=== What the task requires ===
Copy the lines exactly as they appear, starting with the first line of the records and ending with the line that contains "embedded_io::Error>(e: ReadExactError<E>) ->".

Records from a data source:

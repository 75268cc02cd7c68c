//! Serial link framing.
//!
//! Every packet travels as `[len:u16][packet_type:u8][payload]`, where `len` counts the type
//! byte plus the payload. The frame carries no checksum.

use core::fmt;

use embedded_io::{ErrorKind, ReadExactError};
use embedded_io_async::{Read, Write};

use crate::config::MAX_PACKET_SIZE;
use crate::Error;

/// Frame header size in bytes.
pub const FRAME_HEADER_SIZE: usize = 3;

/// Kind of packet carried in a frame.
#[derive(Debug, Clone, Copy, PartialEq, Eq)]
#[cfg_attr(feature = "defmt", derive(defmt::Format))]
#[repr(u8)]
pub enum PacketType {
    /// Application to connectivity: serialized call.
    Command = 0,
    /// Connectivity to application: result of the last command.
    Response = 1,
    /// Connectivity to application: asynchronous SoftDevice event.
    Event = 2,
    DtmCommand = 3,
    DtmResponse = 4,
    /// Application to connectivity: reset the SoftDevice.
    ResetCommand = 5,
}

impl TryFrom<u8> for PacketType {
    type Error = Error;
    fn try_from(value: u8) -> Result<Self, Self::Error> {
        match value {
            0 => Ok(Self::Command),
            1 => Ok(Self::Response),
            2 => Ok(Self::Event),
            3 => Ok(Self::DtmCommand),
            4 => Ok(Self::DtmResponse),
            5 => Ok(Self::ResetCommand),
            _ => Err(Error::InvalidParam),
        }
    }
}

/// Errors raised while moving frames over the link.
#[derive(Debug, Clone, Copy, PartialEq, Eq)]
#[cfg_attr(feature = "defmt", derive(defmt::Format))]
pub enum TransportError {
    /// Underlying I/O failed.
    Io(ErrorKind),
    /// The frame was read completely but is malformed, oversized or of an unknown type.
    Codec(Error),
}

impl fmt::Display for TransportError {
    fn fmt(&self, f: &mut fmt::Formatter<'_>) -> fmt::Result {
        match self {
            TransportError::Io(kind) => write!(f, "transport error: {:?}", kind),
            TransportError::Codec(e) => write!(f, "frame error: {}", e),
        }
    }
}

impl From<Error> for TransportError {
    fn from(value: Error) -> Self {
        TransportError::Codec(value)
    }
}

/// Convert a ReadExactError to TransportError.
pub fn from_read_exact_error<E: embedded_io::Error>(e: ReadExactError<E>) -> TransportError {
    match e {
        ReadExactError::UnexpectedEof => TransportError::Io(ErrorKind::Other),
        ReadExactError::Other(e) => TransportError::Io(e.kind()),
    }
}

fn from_write_error<E: embedded_io::Error>(e: E) -> TransportError {
    TransportError::Io(e.kind())
}

/// Frame header.
#[derive(Debug, Clone, Copy, PartialEq, Eq)]
#[cfg_attr(feature = "defmt", derive(defmt::Format))]
pub struct FrameHeader {
    pub packet_type: PacketType,
    /// Payload length, excluding the type byte.
    pub payload_len: u16,
}

impl FrameHeader {
    pub const fn new(packet_type: PacketType, payload_len: u16) -> Self {
        Self {
            packet_type,
            payload_len,
        }
    }

    /// Read a 3-byte frame header.
    ///
    /// A frame of unknown type has its payload skipped before [`Error::InvalidParam`] is
    /// returned, so the reader stays aligned on the next frame.
    pub async fn read<R: Read>(mut reader: R) -> Result<Self, TransportError> {
        let mut buf = [0; FRAME_HEADER_SIZE];
        reader.read_exact(&mut buf).await.map_err(from_read_exact_error)?;

        let len = u16::from_le_bytes([buf[0], buf[1]]);
        let payload_len = len.checked_sub(1).ok_or(Error::InvalidLength)?;
        match PacketType::try_from(buf[2]) {
            Ok(packet_type) => Ok(Self::new(packet_type, payload_len)),
            Err(e) => {
                skip(&mut reader, payload_len as usize).await?;
                Err(e.into())
            }
        }
    }

    /// Serialize this header as 3 bytes and write to the writer.
    ///
    /// Fails with [`Error::InvalidLength`] when `payload_len` leaves no room for the type byte.
    pub async fn write<W: Write>(&self, mut writer: W) -> Result<(), TransportError> {
        let len = self.payload_len.checked_add(1).ok_or(Error::InvalidLength)?.to_le_bytes();
        writer
            .write_all(&[len[0], len[1], self.packet_type as u8])
            .await
            .map_err(from_write_error)
    }
}

async fn skip<R: Read>(reader: &mut R, mut n: usize) -> Result<(), TransportError> {
    let mut scratch = [0u8; 16];
    while n > 0 {
        let chunk = n.min(scratch.len());
        reader
            .read_exact(&mut scratch[..chunk])
            .await
            .map_err(from_read_exact_error)?;
        n -= chunk;
    }
    Ok(())
}

/// A received frame. The payload borrows from the caller's buffer.
#[derive(Debug, PartialEq, Eq)]
#[cfg_attr(feature = "defmt", derive(defmt::Format))]
pub struct Frame<'b> {
    pub packet_type: PacketType,
    pub payload: &'b [u8],
}

/// Read one frame into `buf`.
///
/// Frames larger than `buf` or than [`MAX_PACKET_SIZE`] are consumed and rejected with
/// [`Error::InvalidLength`].
pub async fn read_frame<'b, R: Read>(mut reader: R, buf: &'b mut [u8]) -> Result<Frame<'b>, TransportError> {
    let header = FrameHeader::read(&mut reader).await?;
    let len = header.payload_len as usize;
    if len > buf.len() || len > MAX_PACKET_SIZE {
        warn!("[transport] dropping oversized frame of {} bytes", len);
        skip(&mut reader, len).await?;
        return Err(Error::InvalidLength.into());
    }
    let payload = &mut buf[..len];
    reader.read_exact(payload).await.map_err(from_read_exact_error)?;
    trace!("[transport] rx {:?} frame, {} bytes", header.packet_type, len);
    Ok(Frame {
        packet_type: header.packet_type,
        payload,
    })
}

/// Write one frame and flush the writer.
pub async fn write_frame<W: Write>(mut writer: W, packet_type: PacketType, payload: &[u8]) -> Result<(), TransportError> {
    if payload.len() > MAX_PACKET_SIZE {
        return Err(Error::InvalidLength.into());
    }
    let header = FrameHeader::new(packet_type, payload.len() as u16);
    header.write(&mut writer).await?;
    writer.write_all(payload).await.map_err(from_write_error)?;
    writer.flush().await.map_err(from_write_error)?;
    trace!("[transport] tx {:?} frame, {} bytes", packet_type, payload.len());
    Ok(())
}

=== Answer area ===
repository 75268cc02cd7c68c
//! Serial link framing.
//!
//! Every packet travels as `[len:u16][packet_type:u8][payload]`, where `len` counts the type
//! byte plus the payload. The frame carries no checksum.

use core::fmt;

use embedded_io::{ErrorKind, ReadExactError};
use embedded_io_async::{Read, Write};

use crate::config::MAX_PACKET_SIZE;
use crate::Error;

/// Frame header size in bytes.
pub const FRAME_HEADER_SIZE: usize = 3;

/// Kind of packet carried in a frame.
#[derive(Debug, Clone, Copy, PartialEq, Eq)]
#[cfg_attr(feature = "defmt", derive(defmt::Format))]
#[repr(u8)]
pub enum PacketType {
    /// Application to connectivity: serialized call.
    Command = 0,
    /// Connectivity to application: result of the last command.
    Response = 1,
    /// Connectivity to application: asynchronous SoftDevice event.
    Event = 2,
    DtmCommand = 3,
    DtmResponse = 4,
    /// Application to connectivity: reset the SoftDevice.
    ResetCommand = 5,
}

impl TryFrom<u8> for PacketType {
    type Error = Error;
    fn try_from(value: u8) -> Result<Self, Self::Error> {
        match value {
            0 => Ok(Self::Command),
            1 => Ok(Self::Response),
            2 => Ok(Self::Event),
            3 => Ok(Self::DtmCommand),
            4 => Ok(Self::DtmResponse),
            5 => Ok(Self::ResetCommand),
            _ => Err(Error::InvalidParam),
        }
    }
}

/// Errors raised while moving frames over the link.
#[derive(Debug, Clone, Copy, PartialEq, Eq)]
#[cfg_attr(feature = "defmt", derive(defmt::Format))]
pub enum TransportError {
    /// Underlying I/O failed.
    Io(ErrorKind),
    /// The frame was read completely but is malformed, oversized or of an unknown type.
    Codec(Error),
}

impl fmt::Display for TransportError {
    fn fmt(&self, f: &mut fmt::Formatter<'_>) -> fmt::Result {
        match self {
            TransportError::Io(kind) => write!(f, "transport error: {:?}", kind),
            TransportError::Codec(e) => write!(f, "frame error: {}", e),
        }
    }
}

impl From<Error> for TransportError {
    fn from(value: Error) -> Self {
        TransportError::Codec(value)
    }
}

/// Convert a ReadExactError to TransportError.
pub fn from_read_exact_error<E: embedded_io::Error>(e: ReadExactError<E>) -> TransportError {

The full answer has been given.